En resumen, el Cielo ahora estaba apostando por Isabel…
Al transmitir poder al huevo de ángel, Orfina transmitió la situación a la que se enfrentaba el Cielo junto con sus recuerdos, por lo que no hubo necesidad de que ella lo explicara. Isabel ya lo sabía, así que después de armarse por completo, flotó lentamente hacia arriba, y las alas doradas de su espalda se agitaron mientras salía volando del salón.
Orfina se obligó a volar y siguió a Isabel. Cuando las dos salieron volando del salón, los ángeles restantes que lo custodiaban se reunieron y las siguieron de cerca.
Estos ángeles de bajo nivel reprimían la emoción en sus corazones. Estaban orgullosos mientras miraban las alas de luz tras Isabel con adoración en sus ojos. Sabían que eran alas sagradas que solo podían poseerse después de convertirse por completo en luz sagrada. ¡Después de tantos años, un verdadero serafín aparecía por fin de nuevo en el Cielo!
Si no fueras un ángel, no entenderías el significado detrás de esto. Aunque la gente de Ashan decía que los ángeles eran creyentes del Dragón de Luz, Elrath, solo los ángeles entendían que ellos solo creían en la luz sagrada.
Elrath era el Dragón de Luz, uno de los Dioses Dragones Elementales de este mundo y una encarnación de la luz sagrada. Pero, sin importar qué, seguía siendo un dragón y no de la misma especie que los ángeles.
Así como los demonios aceptaron la protección del Dragón del Caos, Urgash, los ángeles recibieron la protección de la Primera Dragona, Asha, y así permanecieron en este mundo. Pero a diferencia de los demonios, que adoraban el poder y escuchaban a quien tuviera el puño más grande, los ángeles seguían siendo reacios a tener líderes de diferentes especies.
Pero ahora, un nuevo serafín había aparecido, y los orgullosos ángeles finalmente tenían a alguien en quien depositar sus esperanzas…
Siguiendo el liderazgo de Isabel, los ángeles salieron de la barrera de la Ciudad de las Nubes con un ímpetu imponente.
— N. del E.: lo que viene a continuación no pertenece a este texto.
#[path = "../common/mod.rs"]
mod common;

use acr122u::StatusBits;
use acr122u::protocol::atr::{AtrProtocol, Problem};
use acr122u::protocol::AtrInfo;
use proptest::prelude::*;

fn parse(atr: &[u8]) -> AtrInfo {
    AtrInfo::parse(common::fixtures::CARD_PRESENT, atr)
}

#[test]
fn classic_1k_is_clean_part3() {
    let info = parse(&common::fixtures::classic_1k_atr());
    let d = info.details.as_ref().unwrap();
    assert_eq!(d.num_historical_bytes, 15);
    assert_eq!(d.historical_bytes.len(), 15);
    assert!(matches!(d.protocol, AtrProtocol::Iso14443Part3(_)));
    assert!(d.problems.is_empty());
    assert_eq!(info.card_type().and_then(|c| c.name()), Some("MIFARE Classic 1K"));
    assert_eq!(info.state, StatusBits::new(0x22));
}

#[test]
fn ultralight_card_name() {
    let info = parse(&common::fixtures::ultralight_atr());
    assert!(!info.has_problems());
    assert_eq!(info.card_type().and_then(|c| c.name()), Some("MIFARE Ultralight"));
}

#[test]
fn corrupted_check_digit_adds_one_problem() {
    let good = parse(&common::fixtures::classic_1k_atr());
    let mut atr = common::fixtures::classic_1k_atr();
    let last = atr.len() - 1;
    atr[last] ^= 0xFF;
    let bad = parse(&atr);

    let g = good.details.unwrap();
    let b = bad.details.unwrap();
    assert_eq!(
        b.problems,
        vec![Problem::BadCheckDigit {
            got: Some(0x95),
            expected: 0x6A
        }]
    );
    assert_eq!(b.historical_bytes, g.historical_bytes);
    assert_eq!(b.expected_check_digit, g.expected_check_digit);
    assert_eq!(b.protocol, g.protocol);
    assert_eq!(b.num_historical_bytes, g.num_historical_bytes);
}

#[test]
fn wrong_initial_header_is_reported() {
    let mut atr = common::fixtures::classic_1k_atr();
    atr[0] = 0x3F;
    let info = parse(&atr);
    assert_eq!(info.problems(), &[Problem::BadInitialHeader { got: 0x3F }]);
}

#[test]
fn unknown_card_keeps_identifier() {
    let mut atr = common::fixtures::classic_1k_atr();
    atr[13] = 0x12;
    atr[14] = 0x34;
    let info = parse(&atr);
    let card = info.card_type().unwrap();
    assert_eq!(card.name(), None);
    assert_eq!(card.identifier(), &[0x12, 0x34]);
}

#[test]
fn truncated_atr_is_clamped() {
    let atr = &common::fixtures::classic_1k_atr()[..10];
    let info = parse(atr);
    let d = info.details.unwrap();
    assert_eq!(d.historical_bytes.len(), 6);
    assert_eq!(d.check_digit, None);
    assert!(d.problems.contains(&Problem::HistoricalBytesOutOfRange {
        declared: 15,
        available: 6
    }));
}

#[test]
fn empty_atr_has_no_details() {
    let info = AtrInfo::parse(common::fixtures::CARD_ABSENT, &[]);
    assert!(info.details.is_none());
    assert!(info.problems().is_empty());
}

proptest! {
    #[test]
    fn any_other_initial_header_is_reported(ts in any::<u8>().prop_filter("not 0x3B", |b| *b != 0x3B)) {
        let good = parse(&common::fixtures::classic_1k_atr());
        let mut atr = common::fixtures::classic_1k_atr();
        atr[0] = ts;
        let info = parse(&atr);
        prop_assert_eq!(info.problems(), &[Problem::BadInitialHeader { got: ts }][..]);
        let (g, b) = (good.details.unwrap(), info.details.unwrap());
        prop_assert_eq!(b.protocol, g.protocol);
        prop_assert_eq!(b.check_digit, g.check_digit);
    }
}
Entonces vieron… a Roy y a Rafaro retirándose.
Era imposible no retirarse. Roy estaba aquí para completar el ritual de ascenso, no para derrocar todo el Cielo. Después de oír a Rafaro que la creciente luz sagrada era el fenómeno del nacimiento de un serafín, sintió que era hora de retirarse.
Roy y Rafaro volaron hacia la Puerta del Cielo. Ya se habían alejado a toda velocidad casi cien kilómetros de la Ciudad de las Nubes. Justo cuando estaban a punto de llegar, su visión se nubló de repente y una figura apareció en el aire frente a ellos.
La velocidad de Isabel era simplemente inimaginable. Desde una distancia de casi cien kilómetros, llegó en un abrir y cerrar de ojos.
Cuando Roy vio la apariencia de Isabel, se sintió inquieto. No fue solo porque Isabel le resultara familiar, sino también por las palpitantes alas de luz que tenía a su espalda.
A diferencia de las alas de luz que ardían como llamas que tenían los clones de Gabriel y Rafael, las alas de luz tras Isabel le recordaron a Roy las alas de los Arcángeles Tyrael e Imperius de Diablo. ¡Eran exactamente iguales!
¿Es una coincidencia, o… el Mundo de Diablo vino a hacer un cameo?!